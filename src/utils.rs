//!
//! Utility functions shared by configuration loading and dispatch.
//!
//! This module provides:
//! - [`replace_handlebars_with_env`] - Template substitution for environment variables
//! - [`decode_param`] - Strict percent-decoding of captured path segments
//! - [`split_path_query`] - Splits a request target into path and query string
//! - [`encode_url`] - Percent-encodes a URL for a `Location` header, keeping existing escapes
//! - lock helpers that keep working after a handler panicked while holding a guard
//!

use {
    crate::{Error, Result},
    http::StatusCode,
    regex::{Captures, Regex},
    std::{
        env,
        sync::{LazyLock, Mutex, MutexGuard, PoisonError, RwLock, RwLockReadGuard, RwLockWriteGuard},
    },
};

/// Regular expression pattern for matching handlebars-style environment variable references.
/// Matches patterns like `{{ VAR_NAME }}` with optional whitespace around the variable name.
/// Variable names must be uppercase letters, digits, or underscores (standard env var naming).
static HANDLEBAR_REGEXP: LazyLock<Regex> =
    LazyLock::new(|| Regex::new(r"\{\{\s*([A-Z0-9_]+)\s*\}\}").unwrap());

/// Replaces `{{ VAR_NAME }}` references with the value of the environment variable.
///
/// Missing variables are replaced with an empty string and logged at `warn` level.
///
/// # Examples
///
/// ```
/// use axum_relay::replace_handlebars_with_env;
///
/// // SAFETY: single-threaded doc test
/// unsafe { std::env::set_var("RELAY_DOC_PORT", "8080"); }
/// let result = replace_handlebars_with_env("bind_port = {{ RELAY_DOC_PORT }}");
/// assert_eq!(result, "bind_port = 8080");
///
/// // Missing variables become empty strings
/// let result = replace_handlebars_with_env("Value: {{ RELAY_DOC_MISSING }}");
/// assert_eq!(result, "Value: ");
/// ```
pub fn replace_handlebars_with_env(input: &str) -> String {
    HANDLEBAR_REGEXP
        .replace_all(input, |caps: &Captures| {
            let var_name = &caps[1];
            env::var(var_name).unwrap_or_else(|_| {
                tracing::warn!(
                    variable = %var_name,
                    "Environment variable not found, substituting with empty string"
                );
                String::new()
            })
        })
        .to_string()
}

/// Percent-decodes a captured path parameter.
///
/// Unlike a lenient decoder, a `%` that is not followed by two hex digits, or
/// an escape sequence that does not decode to valid UTF-8, is rejected with a
/// `400 Bad Request` error naming the offending value. `+` is left untouched.
pub fn decode_param(val: &str) -> Result<String> {
    if val.is_empty() || !val.contains('%') {
        return Ok(val.to_string());
    }

    let malformed = || {
        Error::http(
            StatusCode::BAD_REQUEST,
            format!("Failed to decode param '{val}'"),
        )
    };

    let bytes = val.as_bytes();
    let mut i = 0;
    while i < bytes.len() {
        if bytes[i] == b'%' {
            let valid = bytes
                .get(i + 1..i + 3)
                .is_some_and(|pair| pair.iter().all(u8::is_ascii_hexdigit));
            if !valid {
                return Err(malformed());
            }
            i += 3;
        } else {
            i += 1;
        }
    }

    urlencoding::decode(val)
        .map(|decoded| decoded.into_owned())
        .map_err(|_| malformed())
}

/// Splits a request target such as `/users/1?sort=asc` into `("/users/1", Some("sort=asc"))`.
pub fn split_path_query(target: &str) -> (&str, Option<&str>) {
    match target.split_once('?') {
        Some((path, query)) => (path, Some(query)),
        None => (target, None),
    }
}

/// Percent-encodes the characters of `url` that may not appear in a header
/// URL. Existing `%XX` escapes are kept, so encoding twice is harmless.
pub fn encode_url(url: &str) -> String {
    let bytes = url.as_bytes();
    let mut out = String::with_capacity(url.len());
    for (i, &b) in bytes.iter().enumerate() {
        let escape = b == b'%'
            && bytes
                .get(i + 1..i + 3)
                .is_some_and(|pair| pair.iter().all(u8::is_ascii_hexdigit));
        let allowed = matches!(b, 0x21 | 0x23..=0x3B | 0x3D | 0x3F..=0x5F | 0x61..=0x7A | 0x7C | 0x7E);
        if escape || (allowed && b != b'%') {
            out.push(char::from(b));
        } else {
            out.push_str(&format!("%{b:02X}"));
        }
    }
    out
}

// ===========================================================================
// Locks
// ===========================================================================

pub(crate) fn read<T>(lock: &RwLock<T>) -> RwLockReadGuard<'_, T> {
    lock.read().unwrap_or_else(PoisonError::into_inner)
}

pub(crate) fn write<T>(lock: &RwLock<T>) -> RwLockWriteGuard<'_, T> {
    lock.write().unwrap_or_else(PoisonError::into_inner)
}

pub(crate) fn lock<T>(mutex: &Mutex<T>) -> MutexGuard<'_, T> {
    mutex.lock().unwrap_or_else(PoisonError::into_inner)
}

#[cfg(test)]
mod tests {
    use super::*;
    use crate::ErrorKind;
    use proptest::prelude::*;

    #[test]
    fn test_decode_param_plain() {
        assert_eq!(decode_param("hello").unwrap(), "hello");
        assert_eq!(decode_param("").unwrap(), "");
    }

    #[test]
    fn test_decode_param_escapes() {
        assert_eq!(decode_param("a%20b").unwrap(), "a b");
        assert_eq!(decode_param("caf%C3%A9").unwrap(), "café");
        assert_eq!(decode_param("a+b").unwrap(), "a+b");
    }

    #[test]
    fn test_decode_param_rejects_bad_escape() {
        let err = decode_param("100%").unwrap_err();
        assert_eq!(err.kind(), ErrorKind::InvalidInput);
        assert_eq!(err.status_code(), StatusCode::BAD_REQUEST);
        assert_eq!(err.to_string(), "Failed to decode param '100%'");

        assert!(decode_param("%zz").is_err());
        assert!(decode_param("%C3").is_err());
    }

    #[test]
    fn test_split_path_query() {
        assert_eq!(split_path_query("/a/b"), ("/a/b", None));
        assert_eq!(split_path_query("/a?x=1&y"), ("/a", Some("x=1&y")));
        assert_eq!(split_path_query("/a?"), ("/a", Some("")));
    }

    #[test]
    fn test_encode_url() {
        assert_eq!(encode_url("/a b/<c>"), "/a%20b/%3Cc%3E");
        assert_eq!(encode_url("/caf%C3%A9"), "/caf%C3%A9");
        assert_eq!(encode_url("/100%"), "/100%25");
        assert_eq!(encode_url("/café?q=1#top"), "/caf%C3%A9?q=1#top");
    }

    #[test]
    fn test_replace_handlebars_with_env_whitespace() {
        unsafe {
            env::set_var("RELAY_SPACED_VAR", "value");
        }

        let input = "{{RELAY_SPACED_VAR}} {{ RELAY_SPACED_VAR }} {{  RELAY_SPACED_VAR  }}";
        let output = replace_handlebars_with_env(input);
        assert_eq!(output, "value value value");

        unsafe {
            env::remove_var("RELAY_SPACED_VAR");
        }
    }

    proptest! {
        /// Strings without handlebars patterns should pass through unchanged
        #[test]
        fn handlebars_no_pattern_unchanged(s in "[^{}]*") {
            let result = replace_handlebars_with_env(&s);
            prop_assert_eq!(result, s);
        }

        /// Missing env vars should become empty strings
        #[test]
        fn handlebars_missing_var_empty(var_name in "[A-Z][A-Z0-9_]{5,15}") {
            let test_var = format!("PROPTEST_MISSING_{var_name}");
            unsafe { std::env::remove_var(&test_var); }

            let input = format!("value={{{{ {test_var} }}}}");
            let result = replace_handlebars_with_env(&input);

            prop_assert_eq!(result, "value=");
        }

        /// Decoding an encoded segment gives back the original text
        #[test]
        fn decode_param_inverts_encoding(s in "\\PC{0,24}") {
            let encoded = urlencoding::encode(&s);
            prop_assert_eq!(decode_param(&encoded).unwrap(), s);
        }

        /// Encoding an already encoded URL changes nothing
        #[test]
        fn encode_url_is_idempotent(s in "\\PC{0,24}") {
            let once = encode_url(&s);
            prop_assert_eq!(encode_url(&once), once.clone());
        }

        /// Values without '%' are returned verbatim
        #[test]
        fn decode_param_identity_without_percent(s in "[^%]{0,32}") {
            prop_assert_eq!(decode_param(&s).unwrap(), s);
        }
    }
}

#### [ASSIGNED TASK]
Set down, unchanged, only those lines above that fall between the line with "pass through unchanged" and the line with "should become empty strings", the two end lines included.

#### [REPLY TO THE EXERCISE]
        /// Strings without handlebars patterns should pass through unchanged
        #[test]
        fn handlebars_no_pattern_unchanged(s in "[^{}]*") {
            let result = replace_handlebars_with_env(&s);
            prop_assert_eq!(result, s);
        }

        /// Missing env vars should become empty strings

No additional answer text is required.